Chico Buarque encontra trecho inédito da canção 'Meu Caro Amigo' em carta

Diante da câmera, Chico Buarque relê a carta que havia escrito em 20 de julho de 1975 para o diretor teatral Augusto Boal e se depara com um trecho inédito da música "Meu Caro Amigo".

Ele recita os versos finais da letra que se perderam no tempo: "Meu caro amigo eu sei que é triste a situação/ Sei que a saudade está danada/ Mas se você quiser a minha opinião/ Você não está perdendo nada".

Ao concluir a leitura, ele faz uma pausa e depois comenta, surpreso, sobre a parte excluída da canção: "Engraçado essa estrofe aqui, que nunca... Sobrou, é, sobrou."
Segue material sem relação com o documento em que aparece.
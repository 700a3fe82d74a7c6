//! Tag searcher (C6, spec §4.5).

use super::{SearchHit, SearchOutcome};
use crate::storage::{DocumentFilter, Store};
use std::time::Instant;

#[derive(Debug, Clone, Copy, PartialEq, Eq)]
pub enum TagMatchMode {
    Any,
    All,
}

#[derive(Debug, Clone)]
pub struct TagQuery {
    pub collections: Vec<String>,
    pub tags: Vec<String>,
    pub mode: TagMatchMode,
    pub attribute_equals: Vec<(String, serde_json::Value)>,
    pub top_n: usize,
}

/// `tag_search`: filters `doc.tags` by ANY/ALL semantics plus an optional
/// extra predicate, sorts by document key for determinism, and attaches
/// `tag_match_score = |intersect| / |requested|` to each hit.
pub async fn tag_search(store: &dyn Store, query: &TagQuery) -> SearchOutcome {
    let started = Instant::now();

    if query.tags.is_empty() {
        return SearchOutcome::failed("tag-failed", "tag", "at least one tag must be provided");
    }

    let filter = DocumentFilter {
        collections: query.collections.clone(),
        tags: query.tags.clone(),
        require_all_tags: query.mode == TagMatchMode::All,
        attribute_equals: query.attribute_equals.clone(),
    };

    let mut docs = match store.list_documents(&filter).await {
        Ok(docs) => docs,
        Err(e) => return SearchOutcome::failed("tag-failed", "tag", e.to_string()),
    };
    docs.sort_by(|a, b| a.key.cmp(&b.key));

    let total_count = docs.len() as u64;
    let results = docs
        .into_iter()
        .take(query.top_n.max(1))
        .enumerate()
        .map(|(i, doc)| SearchHit {
            tag_match_score: Some(doc.tag_match_score(&query.tags)),
            document_id: doc.id,
            score: doc.tag_match_score(&query.tags),
            similarity_score: None,
            rank: i + 1,
        })
        .collect();

    SearchOutcome::succeeded("tag", "tag", results, total_count, started.elapsed().as_millis() as u64)
}

#[cfg(test)]
mod tests {
    use super::*;
    use crate::document::Document;
    use crate::storage::sqlite::SqliteStore;

    #[tokio::test]
    async fn any_mode_matches_partial_overlap() {
        let store = SqliteStore::open_in_memory().unwrap();
        let a = Document::new("documents", "note", "a").with_tags(["python"]);
        store.insert_document(&a).await.unwrap();

        let outcome = tag_search(
            &store,
            &TagQuery {
                collections: vec!["documents".into()],
                tags: vec!["python".into(), "rust".into()],
                mode: TagMatchMode::Any,
                attribute_equals: vec![],
                top_n: 10,
            },
        )
        .await;
        assert_eq!(outcome.results.len(), 1);
    }
}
O vídeo com o depoimento de Chico Buarque foi gravado por Laura Liuzzi para a exposição "Meus Caros Amigos - Augusto Boal: Cartas do Exílio"

Nos anos em que esteve exilado fora do Brasil, Boal trocou centenas de cartas com familiares e amigos, como Fernanda Montenegro, Darcy Ribeiro, Millôr Fernandes e Chico Buarque.

"O Chico releu esta carta pela primeira vez ao gravar este depoimento, mais de 40 anos depois. E ali se emocionou ao recordar a história, além de ter esta surpresa", disse o poeta Eucanaã Ferraz, curador da exposição no IMS.